Leave The Light On
Reverence
A deep, tender respect and awe for something sacred.
To revere someone is not just to love them—it’s to truly see them, soulfully. It’s honoring their essence, not just their actions.
The word has been floating around my mind all day—along with me, drifting on the open sea during my first cruise. There’s nothing but water, and the rare gift of stillness to actually listen.
My cruise book is The Alchemist—a story I’ve been wanting to read for years. I never told anyone that, but my sister just happened to bring it.
In life, I’ve sometimes let myself struggle (what a crime, right?)—and when I do, hardship becomes a badge.
A while back, a girl told me I could build a sword from goodness. That I could pick it up and fight life back. But I didn’t want it. I didn’t want to be armed, or angry. I didn’t want to protect myself from the bad things that made me good.
Somewhere along the way, I’d started to equate deep love with deep pain. And the darkness I carried made me feel almost… superhuman. I thought my softness through pain made me special—maybe even admired.
But today, something clicked. I don’t need a sword.
Instead, I need a lighthouse.
For too long, I moved through the world feeling above what happened to me, as if chaos was random and I was just an unlucky passenger.
There’s truth to the saying, What’s meant for you will always find you. But here’s the extension: anything that arrives—good or bad, however briefly—may be asking to be witnessed. If something finds me, perhaps it’s mine to learn from before letting it go.
Life isn’t about solving everything. But it is about being willing to change.
When we’re stuck in timelines that no longer fit—draining relationships, old behaviors, environments that quietly shrink us—our instinct is to detach. To spiritually exit stage left. To say, This doesn’t define me, while continuing to live as if it does.
But our soul can’t move forward if we don’t.
By refusing to shift, we anchor ourselves in the very frequency we want to leave. We wait for others to heal, for timing to feel right. But we're the ones who have to move.
We’re not just witnesses to change. We are our own alchemists.
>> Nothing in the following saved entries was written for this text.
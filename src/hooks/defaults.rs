//! Built-in collaborators used when nothing else is plugged in

use bytes::Bytes;
use hyper::header::{HeaderMap, CONTENT_TYPE};
use serde_json::Value;

use super::record::{
    headers_to_record, ApiRecord, RawRequest, RawResponse, RecordRequest, RecordResponse,
};
use super::{is_text_body, Breakpoint, BreakpointError, HookFuture, RecordBuilder};

/// Maps traffic to records: JSON bodies parsed, other text kept as strings.
///
/// Requests with a non-text body, and any body that is not valid UTF-8, get no
/// record and pass through untouched.
#[derive(Debug, Default, Clone, Copy)]
pub struct DefaultRecordBuilder;

impl DefaultRecordBuilder {
    fn record_request(request: &RawRequest) -> Option<RecordRequest> {
        let body = if request.body.is_empty() {
            Value::Null
        } else if is_text_body(&request.headers) {
            body_value(&request.headers, &request.body)?
        } else {
            return None;
        };

        Some(RecordRequest {
            method: request.method.to_string(),
            url: request.url(),
            headers: headers_to_record(&request.headers),
            body,
        })
    }
}

impl RecordBuilder for DefaultRecordBuilder {
    fn build_request_record(&self, request: &RawRequest) -> Option<ApiRecord> {
        Some(ApiRecord {
            request: Self::record_request(request)?,
            response: None,
        })
    }

    fn build_response_record(
        &self,
        response: &RawResponse,
        request: &RawRequest,
    ) -> Option<ApiRecord> {
        let body = match &response.body {
            Some(bytes) if !bytes.is_empty() => body_value(&response.headers, bytes)?,
            _ => Value::Null,
        };

        // A binary request still gets a response record, just without its body
        let record_request = Self::record_request(request).unwrap_or_else(|| RecordRequest {
            method: request.method.to_string(),
            url: request.url(),
            headers: headers_to_record(&request.headers),
            body: Value::Null,
        });

        Some(ApiRecord {
            request: record_request,
            response: Some(RecordResponse {
                status: response.status.as_u16(),
                headers: headers_to_record(&response.headers),
                body,
            }),
        })
    }
}

fn body_value(headers: &HeaderMap, body: &Bytes) -> Option<Value> {
    let text = std::str::from_utf8(body).ok()?;

    let is_json = headers
        .get(CONTENT_TYPE)
        .and_then(|v| v.to_str().ok())
        .map(|ct| ct.to_ascii_lowercase().contains("json"))
        .unwrap_or(false);

    if is_json {
        if let Ok(value) = serde_json::from_str::<Value>(text) {
            // Strings would be re-sent unquoted, so keep the raw text for them
            if !value.is_string() && !value.is_null() {
                return Some(value);
            }
        }
    }

    Some(Value::String(text.to_string()))
}

/// Returns every record unchanged
#[derive(Debug, Default, Clone, Copy)]
pub struct PassThroughBreakpoint;

impl Breakpoint for PassThroughBreakpoint {
    fn apply_request_breakpoint(
        &self,
        record: ApiRecord,
    ) -> HookFuture<'static, Result<ApiRecord, BreakpointError>> {
        Box::pin(async move { Ok(record) })
    }

    fn apply_response_breakpoint(
        &self,
        record: ApiRecord,
    ) -> HookFuture<'static, Result<ApiRecord, BreakpointError>> {
        Box::pin(async move { Ok(record) })
    }
}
We always have the choice. To start the new timeline. To soften. To shift our energy, raise our frequency, and let that ripple outward.
This might be what it means to love without trying to fix—choosing a better version of ourselves even when others aren't ready. Especially when they're not ready.
I haven’t even finished the book yet, but somehow... I remember it. I remember something I’ve never read.
In the same manner, I remember the truest versions of people I haven’t even known a whole lifetime. I see them—the whole, healed versions of themselves that already exist in some way, somewhere.
I'm learning to hold them there in my heart, no matter where they are in their journey.
I'm not here to fight circumstances or punish my younger self for not knowing better. I'm not here to blame the universe for hard things.
I’m here to revere. To remember my truest essence—and, in doing so, inspire others to reclaim the divine in themselves.
No sword needed. Just a lighthouse.
A lighthouse that transforms darkness simply by being seen.